Jadi, mereka berpegangan bahwa Allah adalah pencipta perbuatan, sementara hamba adalah pelaku usaha dan kasab. Mereka menganggap bahwa semua perbuatan manusia diciptakan oleh Allah, sementara  hakikat perbuatan bagi manusia adalah dengan mengacu pada dalil naqli, akli, dan syarat yang mengarah pada sebab perbuatan tersebut. Adapun dalil naqli memiliki dua jenis, yakni perintah dan larangan, serta janji dan ancaman, yang semuanya merupakan perbuatan. Sementara dalil akli adalah penyandaran kelayakan atas perbuatan Allah.

Misalnya, perbuatan manusia terkait ketaatan terhadap perintah merupakan kehendak dan keridaan Allah, sementara terkait pembangkangan dan sifat keburukan merupakan kehendak Allah tanpa disertai keridaan-Nya. Di sinilah unsur pahala dan siksa dapat diterima bagi mereka, sehingga manusia dituntut untuk melakukan perbuatan baik agar mendapat rida dan pahala.

Sekali pun Allah sendiri yang menciptakan dan menghendaki perbuatan tersebut, tetap harus ada iktisab dan ikhtiar berdasarkan panduan syariat. Karena bagi mereka, qada hanya berupa batasan yang Allah buat pada azali atas setiap makhluk, seperti baik, buruk, memberi manfaat, menyebabkan mudarat, dan seterusnya. Sementara kadar adalah penciptaan Allah atas sesuatu sesuai dengan ilmu-Nya. Jadi, kesengsaraan yang tertulis di loh mahfuz atas seseorang bisa diganti dengan kesenangan apabila orang tersebut melakukan kebahagiaan dan kegembiraan.[10]

Imam Maturidi sendiri mengatakan bahwa kadar terbagi dua, yaitu realisasi dari qada seperti apakah seseorang berbuat baik atau buruk, bagus atau jelek, pintar atau bodoh. Serta perincian qada, seperti kapan dan di mana terjadi, benar atau salah, berpahala atau berdosa.[11]

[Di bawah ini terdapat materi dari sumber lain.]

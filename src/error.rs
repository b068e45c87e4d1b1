//! Error types for the docscan library.
//!
//! A single [`ScanError`] enum covers every way a scan can fail. Five of its
//! variants form the user-facing taxonomy of the upload form:
//!
//! * [`ScanError::InvalidFileType`] — rejected at selection time.
//! * [`ScanError::NoFileSelected`] — submit pressed with nothing picked.
//! * [`ScanError::ConversionFailure`] — the PDF could not be rasterised or
//!   encoded. Never shown as such; it collapses into the generic message.
//! * [`ScanError::ServiceRejected`] — the service answered with `result: false`.
//! * [`ScanError::SubmissionFailure`] — network, HTTP status or body failure.
//!
//! The remaining variants are plumbing (reading the file, binding pdfium,
//! validating config). [`ScanError::user_message`] maps every variant to the
//! exact text that ends up in [`crate::state::UiState::Error`]; the detailed
//! `Display` output is for logs only.

use std::path::PathBuf;
use thiserror::Error;

/// Shown when the picked file is neither a JPEG nor a PDF.
pub const MSG_INVALID_FILE_TYPE: &str = "Please upload a valid JPG or PDF file.";
/// Shown when submit is attempted with no file selected.
pub const MSG_NO_FILE_SELECTED: &str = "Please select a file to upload.";
/// Shown when the service answers but flags the document as unprocessable.
pub const MSG_SERVICE_REJECTED: &str = "Failed to process the document.";
/// Shown for every other failure during a submission.
pub const MSG_SUBMISSION_FAILURE: &str = "An error occurred while processing the document.";

/// All errors returned by the docscan library.
#[derive(Debug, Error)]
pub enum ScanError {
    // ── Selection errors ──────────────────────────────────────────────────
    /// The declared media type is not `image/jpeg` or `application/pdf`.
    #[error("Unsupported media type '{media_type}' for '{name}' (expected image/jpeg or application/pdf)")]
    InvalidFileType { name: String, media_type: String },

    /// Submit was requested while no file is selected.
    #[error("No file selected")]
    NoFileSelected,

    // ── Input errors ──────────────────────────────────────────────────────
    /// Input file was not found at the given path.
    #[error("File not found: '{path}'\nCheck the path exists and is readable.")]
    FileNotFound { path: PathBuf },

    /// Process does not have read permission on the file.
    #[error("Permission denied reading '{path}'\nTry: chmod +r {path:?}")]
    PermissionDenied { path: PathBuf },

    /// The file exists but reading its bytes failed.
    #[error("Failed to read '{path}': {source}")]
    ReadFailed {
        path: PathBuf,
        #[source]
        source: std::io::Error,
    },

    // ── Conversion errors ─────────────────────────────────────────────────
    /// PDF load, page render or JPEG encoding failed.
    #[error("PDF conversion failed: {detail}")]
    ConversionFailure { detail: String },

    /// Could not bind to a pdfium library.
    #[error(
        "Failed to bind to pdfium library: {0}\n\n\
Set PDFIUM_LIB_PATH (or --pdfium-lib) to a libpdfium file or the directory containing it,\n\
or install pdfium where the system loader can find it.\n"
    )]
    PdfiumBindingFailed(String),

    // ── Service errors ────────────────────────────────────────────────────
    /// The service replied with a falsy `result` flag.
    #[error("OCR service rejected the document")]
    ServiceRejected,

    /// Network error, non-2xx status, or a body that is not a usable envelope.
    #[error("Upload to '{endpoint}' failed: {detail}")]
    SubmissionFailure { endpoint: String, detail: String },

    // ── Config errors ─────────────────────────────────────────────────────
    /// Builder validation failed.
    #[error("Invalid configuration: {0}")]
    InvalidConfig(String),

    // ── Catch-all ─────────────────────────────────────────────────────────
    /// Unexpected internal error.
    #[error("Internal error: {0}")]
    Internal(String),
}

impl ScanError {
    /// The text shown to the user for this error.
    ///
    /// Everything that can go wrong after a submission has started, other
    /// than an explicit rejection by the service, reads the same.
    pub fn user_message(&self) -> String {
        match self {
            ScanError::InvalidFileType { .. } => MSG_INVALID_FILE_TYPE.to_string(),
            ScanError::NoFileSelected => MSG_NO_FILE_SELECTED.to_string(),
            ScanError::ServiceRejected => MSG_SERVICE_REJECTED.to_string(),
            ScanError::ConversionFailure { .. }
            | ScanError::PdfiumBindingFailed(_)
            | ScanError::SubmissionFailure { .. }
            | ScanError::Internal(_) => MSG_SUBMISSION_FAILURE.to_string(),
            ScanError::FileNotFound { .. }
            | ScanError::PermissionDenied { .. }
            | ScanError::ReadFailed { .. }
            | ScanError::InvalidConfig(_) => self.to_string(),
        }
    }

    /// True for failures that occur after the network call may have started
    /// or during conversion, i.e. the ones whose detail must be logged.
    pub fn is_hard_failure(&self) -> bool {
        matches!(
            self,
            ScanError::ConversionFailure { .. }
                | ScanError::PdfiumBindingFailed(_)
                | ScanError::SubmissionFailure { .. }
                | ScanError::Internal(_)
        )
    }
}

#[cfg(test)]
mod tests {
    use super::*;

    #[test]
    fn selection_messages_are_exact() {
        let e = ScanError::InvalidFileType {
            name: "notes.txt".into(),
            media_type: "text/plain".into(),
        };
        assert_eq!(e.user_message(), "Please upload a valid JPG or PDF file.");
        assert_eq!(
            ScanError::NoFileSelected.user_message(),
            "Please select a file to upload."
        );
    }

    #[test]
    fn rejection_is_distinct_from_failure() {
        assert_eq!(
            ScanError::ServiceRejected.user_message(),
            "Failed to process the document."
        );
        assert!(!ScanError::ServiceRejected.is_hard_failure());
    }

    #[test]
    fn conversion_failure_collapses_to_generic() {
        let e = ScanError::ConversionFailure {
            detail: "bad xref".into(),
        };
        assert_eq!(
            e.user_message(),
            "An error occurred while processing the document."
        );
        assert!(e.is_hard_failure());
        // detail stays in the log text only
        assert!(e.to_string().contains("bad xref"));
        assert!(!e.user_message().contains("bad xref"));
    }

    #[test]
    fn submission_failure_display_names_endpoint() {
        let e = ScanError::SubmissionFailure {
            endpoint: "http://localhost:9/scan".into(),
            detail: "connection reset".into(),
        };
        let msg = e.to_string();
        assert!(msg.contains("localhost:9"), "got: {msg}");
        assert!(msg.contains("connection reset"), "got: {msg}");
        assert_eq!(e.user_message(), MSG_SUBMISSION_FAILURE);
    }
}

Dalam hal ini, terdapat sedikit perbedaan antara mazhab Asyari dan Maturidi. Ulama Asyariah berpendapat bahwa qada bersifat dahulu, sementara kadar bersifat baru. Namun sifat baru kadar dilandaskan pada qada, tanpa ditambahi atau dikurangi. Sehingga menganggap bahwa qada dan kadar adalah hal baku dan final, serta tidak dapat diubah, diganti, atau diganggu gugat. Berbeda dengan ulama Maturidiah, walau menganggap bahwa qada berada di alam azali dan bersifat terdahulu, namun baru memerincinya dalam kadar setelah makhluknya tercipta, sehingga bisa diganti dan diubah sewaktu-waktu.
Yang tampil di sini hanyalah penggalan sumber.